The classification of the settlements in relation to exposure and risk in each scenario is presented as a colored heatmap in Figure 9. The risk classes are more homogeneous across the several scenarios, since they depend on exposure as much as on vulnerability and this component remains unchanged in all scenarios. Settlements 7 and 22 belong to the high or very high classes in all scenarios, whereas settlements 25, 35, and 36 are the least exposed and vulnerable across all landscape-level fuel management options.

4. Discussion

4.1. Risk Assessment at the Settlement Scale

In this research, we applied a wildfire risk assessment procedure to a civil parish of central Portugal, focused on the safety of people and assets assembled in 36 small settlements. Our results provide a ranked classification of these small villages, with over a third having high or very high risk. This assessment resulted from the combination of different components, which represent specific dimensions of wildfire occurrence: hazard, exposure, and vulnerability. The stepwise procedure is based on prior studies [67,68,69,70] although it was carried out at a finer spatial scale. Fire simulations were used to estimate the probability that large wildfires, over 1000 ha, could reach the perimeter of each settlement. Simulation approaches have been applied to estimate wildfire exposure of particular assets, such as cultural heritage sites, residential areas, energy infrastructures or natural habitats, specifically in Sardinia, Italy [71]; in Navarra, Spain [41]; and in Chalkidiki, Greece [72]. Similar methods have also been applied to estimate communities exposure in the USA [10,16]. In Alvares parish, large fires are expected to occur mainly in the north and east sectors of the parish and the settlements located in those areas, particularly those with higher density of people and buildings, have high or very high exposure levels, which was found for 28% of the villages.
The settlements with higher exposure do not necessarily have the highest vulnerability. For most villages, the aggregation of these two separate components tended to smooth the level of risk, with one dimension counteracting the other. Regarding vulnerability, nearly half of the settlements had high and very high vulnerability, derived from the sociodemographic conditions of resident population. Women, who predominate in the parish, are vulnerable elements due to their social role [9,73], a trend particularly relevant in older generations; women’s household and family responsibilities kept them away from paid occupations, reducing their financial capability and their access to other opportunities, such as higher education, better jobs, or even a driving license. Overall, gender differences are smoothed in younger generations, but in the aging population of this parish, and across the inner areas of northern and central regions of Portugal, this reality still persists. Age is also a factor of vulnerability, as both the very young and the elderly lack the capability to react to an emergency, have low autonomy, and few resources to implement protective measures [9,18,37,74]. Education levels are reflected in the ability to understand and comply with prevention and safety regulations, in the level of risk perception, and in the access to qualified jobs that could improve their financial capacity [9,30,73]. People who work in the primary sector may be directly and severely impacted by wildfires, losing resources and financial security, and the unemployed lack the financial resources to maintain proper living conditions and to implement protection measures [9,35].
Buildings age and construction materials influence the resistance of the structures to fires [75] and reflect the living conditions of residents. Older buildings can have structural weaknesses and use materials less resistant to fire, as is the case of buildings made of stone masonry and adobe with a wooden structure. In Alvares, buildings constructed before 1980 predominate, when stricter construction rules regarding fire safety were not yet implemented. In addition, nearly one-fifth of the existing buildings are vacant and maintenance can thus be affected, because absent owners are less willing to implement protection and mitigation measures [76].
The use of the settlement as the spatial unit in risk analysis is a novel approach in Portugal, which allowed identifying the villages with higher exposure, vulnerability, and risk in a straightforward manner. Other assets besides human settlements can be included in the analysis, and the procedure can be replicated in other parishes, being particularly useful to local authorities, for the timely planning of safety protocols and mitigation measures adjusted to the circumstances of each settlement. Burn probability simulations can also be adjusted to incorporate weather parameters obtained from climate change scenarios, to obtain future estimations.

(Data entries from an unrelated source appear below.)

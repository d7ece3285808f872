use crate::core::io::export::{write_crosstab, write_interactions};
use crate::core::io::results::ResultsFile;
use crate::core::io::template::TemplateFile;
use crate::core::io::traits::PlateFile;
use crate::core::interaction::InteractionRecord;
use crate::core::naming::{PlateFileKind, PlateFileName, RESULTS_SUFFIX, template_path_for_results};
use crate::core::protein::ProteinCatalog;
use crate::engine::aggregate::{Dataset, ZScoreBasis, crosstab};
use crate::engine::config::{MissingTemplatePolicy, ProcessingConfig};
use crate::engine::error::EngineError;
use crate::engine::interpret::{PlateReadout, check_batch_membership, interpret};
use crate::engine::normalize::normalize_plate;
use crate::engine::progress::{Progress, ProgressReporter};
use crate::engine::symmetry;
use rayon::prelude::*;
use std::fs;
use std::path::{Path, PathBuf};
use tracing::{debug, info, instrument, warn};

pub const INTERACTIONS_FILE_STEM: &str = "interactions";

/// A results file and the template it is interpreted with.
#[derive(Debug, Clone, PartialEq, Eq)]
pub struct PlatePair {
    pub plate: PlateFileName,
    pub results: PathBuf,
    pub template: PathBuf,
}

#[derive(Debug, Clone, Default, PartialEq, Eq)]
pub struct Discovery {
    pub pairs: Vec<PlatePair>,
    /// Results files without a usable template next to them.
    pub unmatched: Vec<PathBuf>,
}

#[derive(Debug, Clone)]
pub struct ProcessingResult {
    pub dataset: Dataset,
    pub skipped: Vec<PathBuf>,
    pub exported: Vec<PathBuf>,
}

fn collect_files(dir: &Path, files: &mut Vec<PathBuf>) -> Result<(), EngineError> {
    let entries = fs::read_dir(dir).map_err(|e| EngineError::io(dir, e))?;
    for entry in entries {
        let path = entry.map_err(|e| EngineError::io(dir, e))?.path();
        if path.is_dir() {
            collect_files(&path, files)?;
        } else {
            files.push(path);
        }
    }
    Ok(())
}

/// Finds every results file below `input_dir` and pairs it with its template.
///
/// Pairs come out sorted by path, which fixes the processing order.
pub fn discover(input_dir: &Path) -> Result<Discovery, EngineError> {
    let mut files = Vec::new();
    collect_files(input_dir, &mut files)?;
    files.sort();

    let mut discovery = Discovery::default();
    for path in files {
        let is_results = path
            .file_name()
            .and_then(|name| name.to_str())
            .is_some_and(|name| name.ends_with(RESULTS_SUFFIX));
        if !is_results {
            continue;
        }

        let plate = PlateFileName::from_path(&path).filter(|p| p.kind == PlateFileKind::Results);
        let template = template_path_for_results(&path).filter(|t| t.is_file());
        match (plate, template) {
            (Some(plate), Some(template)) => discovery.pairs.push(PlatePair {
                plate,
                results: path,
                template,
            }),
            (None, _) => {
                warn!("Results file {} does not follow the plate naming convention", path.display());
                discovery.unmatched.push(path);
            }
            (Some(_), None) => {
                warn!("No template found for results file {}", path.display());
                discovery.unmatched.push(path);
            }
        }
    }
    debug!(
        "Discovered {} plate(s) and {} unmatched results file(s)",
        discovery.pairs.len(),
        discovery.unmatched.len()
    );
    Ok(discovery)
}

/// Reads, interprets, validates and normalizes one plate.
pub fn process_plate(
    pair: &PlatePair,
    catalog: &ProteinCatalog,
    config: &ProcessingConfig,
) -> Result<PlateReadout, EngineError> {
    let template = TemplateFile::read_from_path(&pair.template)
        .map_err(|e| EngineError::template(&pair.template, e))?;
    let slots = template
        .screen_slots()
        .map_err(|e| EngineError::template(&pair.template, e))?;

    if config.validate_batches {
        check_batch_membership(&slots, catalog, pair.plate.bait_batch, pair.plate.prey_batch)?;
    }

    let timeshift = template.metadata.timeshift().ok_or_else(|| {
        EngineError::Validation(format!(
            "{}: the Timeshift field is empty",
            pair.template.display()
        ))
    })?;
    let reads = ResultsFile::read_from_path(&pair.results)
        .and_then(|reads| reads.reads_at(timeshift))
        .map_err(|e| EngineError::results(&pair.results, e))?;

    let mut readout = interpret(pair.plate.plate_id, &slots, &reads, catalog)?;
    symmetry::validate(&readout.records)?;
    normalize_plate(&mut readout)?;
    Ok(readout)
}

fn plate_label(pair: &PlatePair) -> String {
    pair.results
        .file_name()
        .map(|name| name.to_string_lossy().into_owned())
        .unwrap_or_else(|| pair.results.display().to_string())
}

fn process_logged(
    index: usize,
    total: usize,
    pair: &PlatePair,
    catalog: &ProteinCatalog,
    config: &ProcessingConfig,
    reporter: &ProgressReporter,
) -> Result<(u32, Vec<InteractionRecord>), EngineError> {
    let label = plate_label(pair);
    info!("Processing results plate ({}/{}): {}", index + 1, total, label);
    let readout = process_plate(pair, catalog, config)
        .map_err(|e| EngineError::plate_failed(label, e))?;
    reporter.report(Progress::TaskIncrement);
    Ok((pair.plate.plate_id, readout.records))
}

/// Surfaces what the merged dataset leaves ambiguous or empty in the exported tables.
fn report_dataset_notes(dataset: &Dataset, reporter: &ProgressReporter) {
    if !dataset.duplicates.is_empty() {
        reporter.report(Progress::Message(format!(
            "{} interaction(s) were measured on more than one plate",
            dataset.duplicates.len()
        )));
    }
    let missing = dataset.crosstab().missing;
    if missing > 0 {
        reporter.report(Progress::Message(format!(
            "{} bait/prey combination(s) were never measured and read as 0 in the crosstabs",
            missing
        )));
    }
}

/// Renders the interaction table and its crosstab under `stem`.
fn render_table(
    records: &[InteractionRecord],
    stem: &str,
    files: &mut Vec<(String, Vec<u8>)>,
) -> Result<(), EngineError> {
    let table = format!("{}.csv", stem);
    let mut buffer = Vec::new();
    write_interactions(records, &mut buffer).map_err(|e| EngineError::export(&table, e))?;
    files.push((table, buffer));

    let pivot = format!("{}_crosstab.csv", stem);
    let mut buffer = Vec::new();
    write_crosstab(&crosstab(records), &mut buffer).map_err(|e| EngineError::export(&pivot, e))?;
    files.push((pivot, buffer));
    Ok(())
}

fn partial_path(output_dir: &Path, name: &str) -> PathBuf {
    output_dir.join(format!(".{}.partial", name))
}

fn discard_partials(output_dir: &Path, names: &[&str]) {
    for name in names {
        let path = partial_path(output_dir, name);
        if let Err(e) = fs::remove_file(&path) {
            warn!("Could not remove {}: {}", path.display(), e);
        }
    }
}

/// Writes every file to a hidden temporary first and moves them into place only once all of
/// them are on disk.
fn write_all_or_nothing(
    output_dir: &Path,
    files: &[(String, Vec<u8>)],
) -> Result<Vec<PathBuf>, EngineError> {
    let mut staged: Vec<&str> = Vec::with_capacity(files.len());
    for (name, contents) in files {
        let partial = partial_path(output_dir, name);
        if let Err(e) = fs::write(&partial, contents) {
            discard_partials(output_dir, &staged);
            return Err(EngineError::io(&partial, e));
        }
        staged.push(name.as_str());
    }

    let mut written = Vec::with_capacity(files.len());
    for (index, (name, _)) in files.iter().enumerate() {
        let target = output_dir.join(name);
        if let Err(e) = fs::rename(partial_path(output_dir, name), &target) {
            discard_partials(output_dir, &staged[index..]);
            return Err(EngineError::io(&target, e));
        }
        let kind = if name.ends_with("_crosstab.csv") {
            "crosstab"
        } else {
            "interaction table"
        };
        info!("Saved {} to {}", kind, target.display());
        written.push(target);
    }
    Ok(written)
}

/// Writes the full table and, for every multiplier, the globally and per-plate thresholded
/// variants, each with its crosstab.
///
/// Every table is rendered before anything touches `output_dir`, so a failed write leaves none of
/// this run's files behind.
pub fn export(
    dataset: &Dataset,
    output_dir: &Path,
    thresholds: &[u32],
) -> Result<Vec<PathBuf>, EngineError> {
    let mut files = Vec::with_capacity(2 + 4 * thresholds.len());
    render_table(&dataset.records, INTERACTIONS_FILE_STEM, &mut files)?;
    for &multiplier in thresholds {
        let variants = [
            (ZScoreBasis::Global, format!("{}_Z{}", INTERACTIONS_FILE_STEM, multiplier)),
            (ZScoreBasis::PerPlate, format!("{}_Z{}_plate", INTERACTIONS_FILE_STEM, multiplier)),
        ];
        for (basis, stem) in variants {
            let records = dataset.thresholded(multiplier as f64, basis);
            render_table(&records, &stem, &mut files)?;
        }
    }

    fs::create_dir_all(output_dir).map_err(|e| EngineError::io(output_dir, e))?;
    write_all_or_nothing(output_dir, &files)
}

/// Processes every results file of `config.input_dir` and exports the merged interactions to
/// `config.output_dir`.
///
/// A failing plate fails the run and nothing is exported.
#[instrument(skip_all, name = "processing_workflow")]
pub fn run(
    catalog: &ProteinCatalog,
    config: &ProcessingConfig,
    reporter: &ProgressReporter,
) -> Result<ProcessingResult, EngineError> {
    // === Phase 1: Discovery ===
    reporter.report(Progress::PhaseStart { name: "Discovery" });
    let discovery = discover(&config.input_dir)?;
    if !discovery.unmatched.is_empty() {
        match config.missing_template {
            MissingTemplatePolicy::Abort => {
                let files: Vec<_> = discovery
                    .unmatched
                    .iter()
                    .map(|p| p.display().to_string())
                    .collect();
                return Err(EngineError::Validation(format!(
                    "no template for results file(s): {}",
                    files.join(", ")
                )));
            }
            MissingTemplatePolicy::Skip => {
                for path in &discovery.unmatched {
                    warn!("Skipping {}", path.display());
                    reporter.report(Progress::PlateSkipped {
                        name: path.display().to_string(),
                    });
                }
            }
        }
    }
    if discovery.pairs.is_empty() {
        return Err(EngineError::InsufficientData(format!(
            "no results file with a template found in {}",
            config.input_dir.display()
        )));
    }
    reporter.report(Progress::PhaseFinish);

    // === Phase 2: Per-plate interpretation ===
    reporter.report(Progress::PhaseStart { name: "Interpretation" });
    let total = discovery.pairs.len();
    reporter.report(Progress::TaskStart {
        total_steps: total as u64,
    });
    let plates: Vec<(u32, Vec<InteractionRecord>)> = if config.parallel {
        discovery
            .pairs
            .par_iter()
            .enumerate()
            .map(|(i, pair)| process_logged(i, total, pair, catalog, config, reporter))
            .collect::<Result<_, _>>()?
    } else {
        discovery
            .pairs
            .iter()
            .enumerate()
            .map(|(i, pair)| process_logged(i, total, pair, catalog, config, reporter))
            .collect::<Result<_, _>>()?
    };
    reporter.report(Progress::TaskFinish);
    reporter.report(Progress::PhaseFinish);

    // === Phase 3: Aggregation ===
    reporter.report(Progress::PhaseStart { name: "Aggregation" });
    let dataset = Dataset::merge(plates)?;
    info!(
        "Merged {} interactions from {} plate(s), {} duplicate(s)",
        dataset.records.len(),
        total,
        dataset.duplicates.len()
    );
    report_dataset_notes(&dataset, reporter);
    reporter.report(Progress::PhaseFinish);

    // === Phase 4: Export ===
    reporter.report(Progress::PhaseStart { name: "Export" });
    let exported = export(&dataset, &config.output_dir, &config.thresholds)?;
    reporter.report(Progress::PhaseFinish);

    Ok(ProcessingResult {
        dataset,
        skipped: discovery.unmatched,
        exported,
    })
}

4.2. Effects of Fuel Management Options in Exposure and Risk Levels of Settlements

Wildfire exposure can be directly modified by the implementation of fuel management measures at the landscape-scale. Our findings show that, in all the scenarios, the proportion of villages with high and very high exposure would decrease with respect to the business-as-usual scenario, although at different levels. If the fuel break network were fully implemented and combined with widespread forest management, the reduction in highly exposed villages could reach 60%. These effects are somewhat expected, considering that any of the options tested would change the fuel distribution in the landscape, and therefore also the probability that a wildfire would reach a given settlement. Previous studies have shown that landscape interventions based on fuel management and different treatment intensities could reduce the average exposure of human assets to wildfires [77,78]. These fuel treatments can have positive effects in reducing communities exposure even when implemented distant from the settlements [79], except in severe wildfires under extreme weather conditions [80,81,82], when clearing the immediate surroundings of built-up structures would likely be more efficient. Fuel treatments can reduce wildfire exposure of human assets even when they are implemented with different purposes [83].
In the case in Alvares, fuel break implementation and forest management scenarios were designed with the general purpose of reducing fuel loads to create spatial discontinuities at the landscape-level. These were expected to reduce fire spread, create fire suppression opportunities and prevent the occurrence of future large fires, and still all of the scenarios would have positive effects in the protection of villages. The choice of the fuel management strategy best suitable to manage large wildfires and reduce impacts to human communities, will also depend on social, legal, economic and land ownership constraints [84,85]. The reduced size of forest properties, which in Alvares is on average 0.5 ha [49], the lack of cadastre records in the country and the high absenteeism of landowners, who migrated to other regions or received the land as legal inheritance and are, therefore, detached from the community, are some of the challenges people have to face in these low-density regions [50]. A balance must be reached between multiple, sometimes competing objectives, since conservation or economic purposes may conflict with fuel treatments options required to reduce fire hazard [86,87]. Our findings indicate that the most efficient approaches will likely result from the combined application of different measures, and these could be further adjusted to the characteristics of the different settlements. Further work is needed to assess if the effectiveness and efficiency of fuel management options, in decreasing wildfire exposure and risk, would increase if they were designed with the specific purpose of protecting the human settlements.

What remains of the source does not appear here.